>>>

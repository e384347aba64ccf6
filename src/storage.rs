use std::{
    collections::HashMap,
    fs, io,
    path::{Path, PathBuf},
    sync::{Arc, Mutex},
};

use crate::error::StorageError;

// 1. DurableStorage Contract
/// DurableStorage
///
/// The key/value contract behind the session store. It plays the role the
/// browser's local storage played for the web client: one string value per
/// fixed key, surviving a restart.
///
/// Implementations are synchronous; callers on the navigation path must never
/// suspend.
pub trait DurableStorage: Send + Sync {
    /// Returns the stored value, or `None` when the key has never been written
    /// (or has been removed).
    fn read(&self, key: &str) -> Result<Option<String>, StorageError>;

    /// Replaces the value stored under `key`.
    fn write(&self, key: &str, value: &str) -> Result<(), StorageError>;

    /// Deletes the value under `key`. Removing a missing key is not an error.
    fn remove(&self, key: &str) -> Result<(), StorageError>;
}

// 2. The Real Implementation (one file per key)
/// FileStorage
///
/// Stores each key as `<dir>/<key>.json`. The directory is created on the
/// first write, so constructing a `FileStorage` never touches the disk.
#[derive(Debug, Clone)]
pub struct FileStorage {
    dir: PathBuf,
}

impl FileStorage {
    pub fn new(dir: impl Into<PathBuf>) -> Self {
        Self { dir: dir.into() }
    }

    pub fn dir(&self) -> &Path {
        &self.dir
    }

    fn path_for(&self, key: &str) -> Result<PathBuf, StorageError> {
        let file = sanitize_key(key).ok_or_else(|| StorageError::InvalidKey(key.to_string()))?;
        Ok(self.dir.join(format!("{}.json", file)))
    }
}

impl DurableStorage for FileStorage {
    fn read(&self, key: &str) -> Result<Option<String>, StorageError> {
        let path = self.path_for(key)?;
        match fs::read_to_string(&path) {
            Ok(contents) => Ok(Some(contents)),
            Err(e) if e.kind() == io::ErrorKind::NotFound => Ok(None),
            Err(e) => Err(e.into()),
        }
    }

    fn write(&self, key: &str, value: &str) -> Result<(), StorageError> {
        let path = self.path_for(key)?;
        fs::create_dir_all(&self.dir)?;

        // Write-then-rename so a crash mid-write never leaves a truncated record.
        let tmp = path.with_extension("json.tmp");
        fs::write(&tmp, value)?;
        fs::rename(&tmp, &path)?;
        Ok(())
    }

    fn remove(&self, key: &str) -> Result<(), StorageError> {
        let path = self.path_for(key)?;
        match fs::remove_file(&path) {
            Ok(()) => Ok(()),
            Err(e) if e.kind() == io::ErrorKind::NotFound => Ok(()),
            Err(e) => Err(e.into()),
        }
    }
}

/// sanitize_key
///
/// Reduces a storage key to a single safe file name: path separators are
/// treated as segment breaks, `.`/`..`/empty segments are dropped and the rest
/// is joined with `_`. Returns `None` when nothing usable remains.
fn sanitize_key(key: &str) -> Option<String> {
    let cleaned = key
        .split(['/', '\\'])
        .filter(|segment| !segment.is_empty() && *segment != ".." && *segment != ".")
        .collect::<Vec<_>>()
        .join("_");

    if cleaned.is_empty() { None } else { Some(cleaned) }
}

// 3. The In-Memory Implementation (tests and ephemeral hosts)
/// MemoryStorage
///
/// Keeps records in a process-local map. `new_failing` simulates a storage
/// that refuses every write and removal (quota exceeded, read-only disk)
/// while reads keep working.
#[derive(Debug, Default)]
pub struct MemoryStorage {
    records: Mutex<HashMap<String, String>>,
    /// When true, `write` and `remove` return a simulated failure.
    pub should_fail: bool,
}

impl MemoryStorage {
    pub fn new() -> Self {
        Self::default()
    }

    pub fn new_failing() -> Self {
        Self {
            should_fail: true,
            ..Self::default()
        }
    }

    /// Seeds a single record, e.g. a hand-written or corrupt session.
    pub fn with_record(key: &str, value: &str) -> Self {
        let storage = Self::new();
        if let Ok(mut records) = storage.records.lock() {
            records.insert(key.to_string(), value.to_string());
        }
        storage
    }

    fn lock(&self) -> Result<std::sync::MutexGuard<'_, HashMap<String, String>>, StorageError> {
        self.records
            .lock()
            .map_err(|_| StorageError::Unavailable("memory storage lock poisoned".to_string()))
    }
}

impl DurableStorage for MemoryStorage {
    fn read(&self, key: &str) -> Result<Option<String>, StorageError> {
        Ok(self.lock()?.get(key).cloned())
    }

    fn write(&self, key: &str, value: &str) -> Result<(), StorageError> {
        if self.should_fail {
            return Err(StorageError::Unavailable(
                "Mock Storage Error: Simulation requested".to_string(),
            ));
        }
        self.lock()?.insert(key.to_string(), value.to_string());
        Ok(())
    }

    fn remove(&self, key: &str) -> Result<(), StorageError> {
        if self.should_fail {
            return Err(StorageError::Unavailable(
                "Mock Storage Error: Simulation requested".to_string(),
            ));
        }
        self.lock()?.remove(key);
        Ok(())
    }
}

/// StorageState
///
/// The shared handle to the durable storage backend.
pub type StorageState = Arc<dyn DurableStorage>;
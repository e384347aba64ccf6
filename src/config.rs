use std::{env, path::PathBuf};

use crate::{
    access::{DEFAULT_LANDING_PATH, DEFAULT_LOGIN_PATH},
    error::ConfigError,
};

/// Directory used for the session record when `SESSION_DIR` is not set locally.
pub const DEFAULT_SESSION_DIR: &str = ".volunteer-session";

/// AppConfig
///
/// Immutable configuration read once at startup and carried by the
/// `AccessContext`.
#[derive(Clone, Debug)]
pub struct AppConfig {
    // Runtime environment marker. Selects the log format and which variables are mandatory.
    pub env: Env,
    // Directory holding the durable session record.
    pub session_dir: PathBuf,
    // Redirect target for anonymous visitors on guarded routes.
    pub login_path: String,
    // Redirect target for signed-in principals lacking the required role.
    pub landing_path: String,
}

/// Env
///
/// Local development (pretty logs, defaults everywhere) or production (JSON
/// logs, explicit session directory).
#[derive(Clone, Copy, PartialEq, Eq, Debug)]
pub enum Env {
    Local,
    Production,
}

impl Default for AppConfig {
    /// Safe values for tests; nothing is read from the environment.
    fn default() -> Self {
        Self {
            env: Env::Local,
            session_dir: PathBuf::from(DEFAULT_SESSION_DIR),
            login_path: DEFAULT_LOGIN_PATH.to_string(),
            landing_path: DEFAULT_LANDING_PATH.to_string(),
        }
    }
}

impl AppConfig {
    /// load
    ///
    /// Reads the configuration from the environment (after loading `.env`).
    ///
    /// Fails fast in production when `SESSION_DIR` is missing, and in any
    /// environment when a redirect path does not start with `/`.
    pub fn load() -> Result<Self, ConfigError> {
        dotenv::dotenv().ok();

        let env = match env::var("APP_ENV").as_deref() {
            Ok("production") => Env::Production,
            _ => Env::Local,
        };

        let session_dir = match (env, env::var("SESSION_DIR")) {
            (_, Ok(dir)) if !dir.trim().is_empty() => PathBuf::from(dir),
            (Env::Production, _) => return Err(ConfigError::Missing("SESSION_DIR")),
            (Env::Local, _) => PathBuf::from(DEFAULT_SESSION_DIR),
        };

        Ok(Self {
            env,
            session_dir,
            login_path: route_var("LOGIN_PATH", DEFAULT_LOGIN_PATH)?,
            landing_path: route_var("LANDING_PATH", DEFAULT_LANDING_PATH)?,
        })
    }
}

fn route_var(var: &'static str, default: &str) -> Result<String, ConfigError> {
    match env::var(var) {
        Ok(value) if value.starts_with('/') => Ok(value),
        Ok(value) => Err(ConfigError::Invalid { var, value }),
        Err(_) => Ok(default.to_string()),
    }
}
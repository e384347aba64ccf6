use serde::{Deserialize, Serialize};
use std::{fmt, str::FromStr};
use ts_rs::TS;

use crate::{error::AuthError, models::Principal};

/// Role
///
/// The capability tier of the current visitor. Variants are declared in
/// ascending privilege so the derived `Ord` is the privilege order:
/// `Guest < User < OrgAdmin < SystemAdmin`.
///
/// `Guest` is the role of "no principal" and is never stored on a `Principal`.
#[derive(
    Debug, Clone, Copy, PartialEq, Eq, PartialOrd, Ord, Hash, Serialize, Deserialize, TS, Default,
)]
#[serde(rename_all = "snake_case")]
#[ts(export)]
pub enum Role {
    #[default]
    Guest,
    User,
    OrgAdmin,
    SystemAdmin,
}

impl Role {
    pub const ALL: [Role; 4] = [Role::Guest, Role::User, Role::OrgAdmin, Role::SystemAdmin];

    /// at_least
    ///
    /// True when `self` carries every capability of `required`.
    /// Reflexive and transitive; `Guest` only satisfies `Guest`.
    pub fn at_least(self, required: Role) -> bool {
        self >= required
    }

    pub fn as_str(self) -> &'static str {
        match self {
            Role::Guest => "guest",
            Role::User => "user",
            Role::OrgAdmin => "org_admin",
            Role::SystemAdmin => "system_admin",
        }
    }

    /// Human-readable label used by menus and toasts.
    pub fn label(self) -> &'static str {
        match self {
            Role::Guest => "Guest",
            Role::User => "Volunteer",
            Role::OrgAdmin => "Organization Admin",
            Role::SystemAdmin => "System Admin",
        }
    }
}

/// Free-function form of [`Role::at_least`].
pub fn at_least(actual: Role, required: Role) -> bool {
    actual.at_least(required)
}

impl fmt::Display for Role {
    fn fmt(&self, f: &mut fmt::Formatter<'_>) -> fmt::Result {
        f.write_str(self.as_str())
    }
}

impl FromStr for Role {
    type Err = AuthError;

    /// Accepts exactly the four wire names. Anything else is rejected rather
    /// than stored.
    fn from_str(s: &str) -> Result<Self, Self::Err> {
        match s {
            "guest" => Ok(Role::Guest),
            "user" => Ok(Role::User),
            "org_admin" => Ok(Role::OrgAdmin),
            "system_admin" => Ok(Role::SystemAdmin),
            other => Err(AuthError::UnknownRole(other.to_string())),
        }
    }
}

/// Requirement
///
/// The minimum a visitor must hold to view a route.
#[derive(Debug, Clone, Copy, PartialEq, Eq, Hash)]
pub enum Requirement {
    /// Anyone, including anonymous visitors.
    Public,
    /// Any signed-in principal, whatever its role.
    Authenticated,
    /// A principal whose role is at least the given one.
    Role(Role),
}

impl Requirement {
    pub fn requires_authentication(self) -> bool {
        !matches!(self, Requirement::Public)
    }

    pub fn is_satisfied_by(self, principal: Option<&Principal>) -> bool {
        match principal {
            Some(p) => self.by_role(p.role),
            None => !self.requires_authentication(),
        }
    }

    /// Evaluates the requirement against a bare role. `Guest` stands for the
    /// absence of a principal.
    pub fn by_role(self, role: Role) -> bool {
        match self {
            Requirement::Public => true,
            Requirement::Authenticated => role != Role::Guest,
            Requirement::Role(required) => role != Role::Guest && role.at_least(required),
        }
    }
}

<<<

■ YOUR INSTRUCTIONS
Using the data above, print exactly the lines from the line that contains "view a route." through the line that contains "of a principal.", with both included.

■ OUTPUT
/// The minimum a visitor must hold to view a route.
#[derive(Debug, Clone, Copy, PartialEq, Eq, Hash)]
pub enum Requirement {
    /// Anyone, including anonymous visitors.
    Public,
    /// Any signed-in principal, whatever its role.
    Authenticated,
    /// A principal whose role is at least the given one.
    Role(Role),
}

impl Requirement {
    pub fn requires_authentication(self) -> bool {
        !matches!(self, Requirement::Public)
    }

    pub fn is_satisfied_by(self, principal: Option<&Principal>) -> bool {
        match principal {
            Some(p) => self.by_role(p.role),
            None => !self.requires_authentication(),
        }
    }

    /// Evaluates the requirement against a bare role. `Guest` stands for the
    /// absence of a principal.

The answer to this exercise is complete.